No tengo el valor para decirlo. Inclusive me cuesta escribir esto. Me da mucho miedo recordarlo. No se lo he dicho a mi sicólogo. Al contrario, le dije que no puedo recordar lo que pasó. No mentí. Pero él se lo tomó literal. Dice que la gente olvida porque no quiere recordar.
Pero yo puedo recordar muy bien lo que pasó...
...Siempre he sido un chico silencioso. Muy silencioso. Mi primo mayor dice que fácilmente, yo puedo pasar como un fantasma. Y sobre todo ahora, es verdad. Gracias a ello. A lo que pasó. Ahora soy sigiloso y apagado.
Me he vuelto sonámbulo. Camino descalzo por la noche, mientras duermo, y con mi piyama blanco. Más encima mi pelo es negro. Sí. Yo podría ser un fantasma.
Pero ya. Quiero decirle basta a mi mente. Estoy dando muchas vueltas. Lo que sucede es que las doy porque casi no quiero recordar la historia. Pero al fin y al cabo... ¿Qué importa? Voy a hacer lo que la vida quiere que haga; destruirme. Y lo haré aquí, y por escrito.
Era un campamento. El de la escuela. Para entonces yo era un chico muy optimista. Siempre sonreía.
Iba con mis amigos en el bus escolar de camino al enorme campo donde hacíamos el campamento cada año. Desde que yo era un niño de seis años. Hasta ahora. Fuimos a ese lugar durante diez años y nadie se ha aburrido de él.
Mi amigo Jorge, un poco unicejo y de ojos café, me molestaba y presumía acerca de haber visto a Sara Torres, la chica que me gustaba, en ropa interior. Yo rodaba los ojos, sonreía, fingía que no me interesaba. Pero no pude evitar mirarla de reojo. Traía su camisa azul y unos pantalones blancos. Sonreí, deseando que ella volteara hacia mí. Nada pasó. Volví a ver al frente, pero me llegué a dar cuenta de que había algo en la ventana. Volví a voltear. Nada.
Hubiera jurado que sí había algo en ese lugar. En la ventana cercana a Sara. Pero ella no pareció verlo. Estaba jugando a algo en su iPod.
Supuse que vi una rama de un árbol. O algo. Pero me quedó una sensación de miedo. Una que no pude borrar.
Al llegar al campamento, mi amigo Luis bajó primero. Él era el más optimista entre nosotros. Siempre sonreía. Se lo podía notar muy feliz.
Nosotros otros dos bajamos detrás de él. Con sus maletas en la mano, y se las lanzamos al barro.
Nos fuimos corriendo mientras lo oíamos gritar:
-¡EH! ¡No sean malos, imbéciles! ¡Espérenme!
Jorge y yo reímos y continuamos corriendo.
Elegimos entre los dos una cabaña. En realidad era la más pequeña y descuidada.
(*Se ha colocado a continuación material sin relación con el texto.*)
//! `Change` declarations for graft.yaml
//!
//! A change is keyed by the ref that introduces it and may name a
//! migration and a verification command.

use std::fmt;

use serde::Deserialize;

/// Kind of change a ref introduces
#[derive(Debug, Clone, Copy, PartialEq, Eq, Deserialize)]
#[serde(rename_all = "lowercase")]
pub enum ChangeType {
    Breaking,
    Feature,
    Fix,
}

impl fmt::Display for ChangeType {
    fn fmt(&self, f: &mut fmt::Formatter<'_>) -> fmt::Result {
        let label = match self {
            ChangeType::Breaking => "breaking",
            ChangeType::Feature => "feature",
            ChangeType::Fix => "fix",
        };
        f.write_str(label)
    }
}

/// A change introduced at a specific ref
#[derive(Debug, Clone, PartialEq, Eq)]
pub struct Change {
    /// Ref that introduces this change
    pub git_ref: String,

    pub change_type: ChangeType,

    pub description: String,

    /// Name of the command to run when upgrading to this ref
    pub migration: Option<String>,

    /// Name of the command that confirms the migration succeeded
    pub verify: Option<String>,
}

#[derive(Debug, Clone, Deserialize)]
pub(crate) struct RawChange {
    #[serde(rename = "type")]
    change_type: ChangeType,
    #[serde(default)]
    description: Option<String>,
    #[serde(default)]
    migration: Option<String>,
    #[serde(default)]
    verify: Option<String>,
}

impl Change {
    pub(crate) fn from_raw(git_ref: &str, raw: RawChange) -> Self {
        Self {
            git_ref: git_ref.to_string(),
            change_type: raw.change_type,
            description: raw.description.unwrap_or_default(),
            migration: raw.migration,
            verify: raw.verify,
        }
    }

    /// Command names this change references, labelled by role
    pub fn command_refs(&self) -> impl Iterator<Item = (&'static str, &str)> {
        [("migration", &self.migration), ("verify", &self.verify)]
            .into_iter()
            .filter_map(|(role, name)| name.as_deref().map(|n| (role, n)))
    }
}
Pero la única buena que quedaba yo decidí cedérsela a Sara y sus amigas. No quiero ni pensar en la cara de bobo que debí de poner.
Desempacamos, ya que nos quedaríamos una semana ahí.
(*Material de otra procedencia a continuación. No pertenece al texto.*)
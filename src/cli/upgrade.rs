use clap::Parser;

/// Arguments for upgrade command
#[derive(Parser, Debug)]
#[command(after_help = "EXAMPLES:\n  \
                  Upgrade with migration and verification:\n    graft upgrade meta-kb --to v2.0.0\n\n\
                  Preview what would run:\n    graft upgrade meta-kb --to v2.0.0 --dry-run\n\n\
                  Upgrade without the verification command:\n    graft upgrade meta-kb --to v2.0.0 --skip-verify\n\n\
                  Keep the lock snapshot for later inspection:\n    graft upgrade meta-kb --to v2.0.0 --keep-snapshot")]
pub struct UpgradeArgs {
    /// Dependency name as it appears in graft.lock
    pub name: String,

    /// Target ref (branch, tag or commit)
    #[arg(long = "to", value_name = "REF")]
    pub to: String,

    /// Do not run the migration command
    #[arg(long)]
    pub skip_migration: bool,

    /// Do not run the verification command
    #[arg(long)]
    pub skip_verify: bool,

    /// Show what would happen without changing anything
    #[arg(long)]
    pub dry_run: bool,

    /// Keep the lock snapshot after a successful upgrade
    #[arg(long)]
    pub keep_snapshot: bool,
}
Mientras que Luis limpiaba su maleta, Jorge y yo comíamos algunas cosas. Pero yo estaba muy distraído. Se notaba desde lejos.
Seguía pensando en esa cosa que vi en la ventana de Sara. Esa cosa extraña. No tenía idea de qué podía ser. Parecía una sombra. Pero casi no pude verla.
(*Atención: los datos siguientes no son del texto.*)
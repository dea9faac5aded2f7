//! Error types and handling for graft
//!
//! Uses `thiserror` for error definitions and `miette` for pretty diagnostics.
//!
//! This module is organized into sub-modules by error domain:
//! - [`config`]: Declaration and lock schema errors
//! - [`git`]: Git operation errors
//! - [`fs`]: File system errors

pub mod config;
pub mod fs;
pub mod git;

#[cfg(test)]
mod tests;

pub use config::schema;
pub use fs::{read_failed as file_read_failed, write_failed as file_write_failed};
pub use git::{operation_failed as git_operation_failed, timeout as git_timeout};

use miette::Diagnostic;
use thiserror::Error;

/// Main error type for graft operations
#[derive(Error, Diagnostic, Debug)]
pub enum GraftError {
    // Schema errors (graft.yaml and graft.lock)
    #[error("Invalid {path}: {message}")]
    #[diagnostic(
        code(graft::schema::invalid),
        help("Run 'graft validate config' or 'graft validate lock' to list every problem")
    )]
    Schema { path: String, message: String },

    #[error("Configuration file not found: {path}")]
    #[diagnostic(
        code(graft::config::not_found),
        help("Run graft from a repository containing graft.yaml, or pass --workspace")
    )]
    ConfigNotFound { path: String },

    #[error("Lock file not found: {path}")]
    #[diagnostic(
        code(graft::lockfile::missing),
        help("Run 'graft resolve' to generate the lock file")
    )]
    LockfileMissing { path: String },

    // Resolution errors
    #[error(
        "Conflicting requirements for '{name}': {first_requirer} requires {first_version}, \
         {second_requirer} requires {second_version}"
    )]
    #[diagnostic(
        code(graft::deps::conflict),
        help("Align both requirers on the same source and ref")
    )]
    Conflict {
        name: String,
        first_requirer: String,
        first_version: String,
        second_requirer: String,
        second_version: String,
    },

    #[error("Circular dependency detected: {chain}")]
    #[diagnostic(
        code(graft::deps::cycle),
        help("Remove one edge of the cycle from the dependencies' graft.yaml files")
    )]
    Cycle { chain: String },

    #[error("Dependency '{name}' not found in lock file")]
    #[diagnostic(
        code(graft::deps::not_found),
        help("Run 'graft status' to list locked dependencies")
    )]
    DependencyNotFound { name: String },

    // Git errors
    #[error("Git {operation} failed for {target}: {reason}")]
    #[diagnostic(code(graft::git::operation_failed))]
    GitOperationFailed {
        operation: String,
        target: String,
        reason: String,
    },

    #[error("Git {operation} timed out after {seconds}s for {target}")]
    #[diagnostic(
        code(graft::git::timeout),
        help("Raise the limit with --git-timeout / --fetch-timeout if the remote is slow")
    )]
    GitTimeout {
        operation: String,
        target: String,
        seconds: u64,
    },

    // Command errors
    #[error("Command '{name}' failed with {status}: {stderr}")]
    #[diagnostic(code(graft::command::failed))]
    CommandFailed {
        name: String,
        status: String,
        stderr: String,
    },

    #[error("Command '{name}' timed out after {seconds}s")]
    #[diagnostic(
        code(graft::command::timeout),
        help("Raise the limit with --command-timeout")
    )]
    CommandTimeout { name: String, seconds: u64 },

    #[error("Failed to start command '{name}': {reason}")]
    #[diagnostic(code(graft::command::spawn_failed))]
    CommandSpawnFailed { name: String, reason: String },

    // Integrity errors
    #[error("Integrity mismatch for '{name}': lock records {expected}, checkout is at {actual}")]
    #[diagnostic(
        code(graft::integrity::mismatch),
        help("Run 'graft resolve' to re-sync checkouts with the lock file")
    )]
    IntegrityMismatch {
        name: String,
        expected: String,
        actual: String,
    },

    // Snapshot errors
    #[error("Snapshot '{id}' not found")]
    #[diagnostic(code(graft::snapshot::not_found))]
    SnapshotNotFound { id: String },

    #[error("Snapshot '{id}' failed: {reason}")]
    #[diagnostic(code(graft::snapshot::failed))]
    SnapshotFailed { id: String, reason: String },

    #[error("Rollback failed after error ({cause}): {reason}")]
    #[diagnostic(
        code(graft::snapshot::rollback_failed),
        help("Restore graft.lock manually from .graft/.snapshots/")
    )]
    RollbackFailed { cause: String, reason: String },

    // Workspace errors
    #[error("Failed to lock workspace: {reason}")]
    #[diagnostic(code(graft::workspace::lock_failed))]
    WorkspaceLockFailed { reason: String },

    // File system errors
    #[error("Failed to read file: {path}: {reason}")]
    #[diagnostic(code(graft::fs::read_failed))]
    FileReadFailed { path: String, reason: String },

    #[error("Failed to write file: {path}: {reason}")]
    #[diagnostic(code(graft::fs::write_failed))]
    FileWriteFailed { path: String, reason: String },

    #[error("IO error: {message}")]
    #[diagnostic(code(graft::fs::io_error))]
    IoError { message: String },
}

impl From<std::io::Error> for GraftError {
    fn from(err: std::io::Error) -> Self {
        GraftError::IoError {
            message: err.to_string(),
        }
    }
}

impl From<serde_yaml::Error> for GraftError {
    fn from(err: serde_yaml::Error) -> Self {
        GraftError::Schema {
            path: "unknown".to_string(),
            message: err.to_string(),
        }
    }
}

impl From<serde_json::Error> for GraftError {
    fn from(err: serde_json::Error) -> Self {
        GraftError::Schema {
            path: "unknown".to_string(),
            message: err.to_string(),
        }
    }
}

impl From<git2::Error> for GraftError {
    fn from(err: git2::Error) -> Self {
        GraftError::GitOperationFailed {
            operation: "operation".to_string(),
            target: "repository".to_string(),
            reason: err.message().to_string(),
        }
    }
}

/// Result type alias using miette for error handling
pub type Result<T> = miette::Result<T, GraftError>;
Ya era bastante tarde. Nos llamaron a cenar. Estuvimos en eso un largo tiempo. Miré las ventanas, con temor. Tenía miedo de que tal vez esa sombra volviera a aparecer.
Pero por más que mirara las ventanas, sólo veía las ramas de los mismos árboles.
-¡LUCAS! –Me gritó Jorge.
Volteé bruscamente.
-¿Qué? –Dije.
-¡Mierda! ¿Qué te pasa? Te estuve llamando durante mil horas.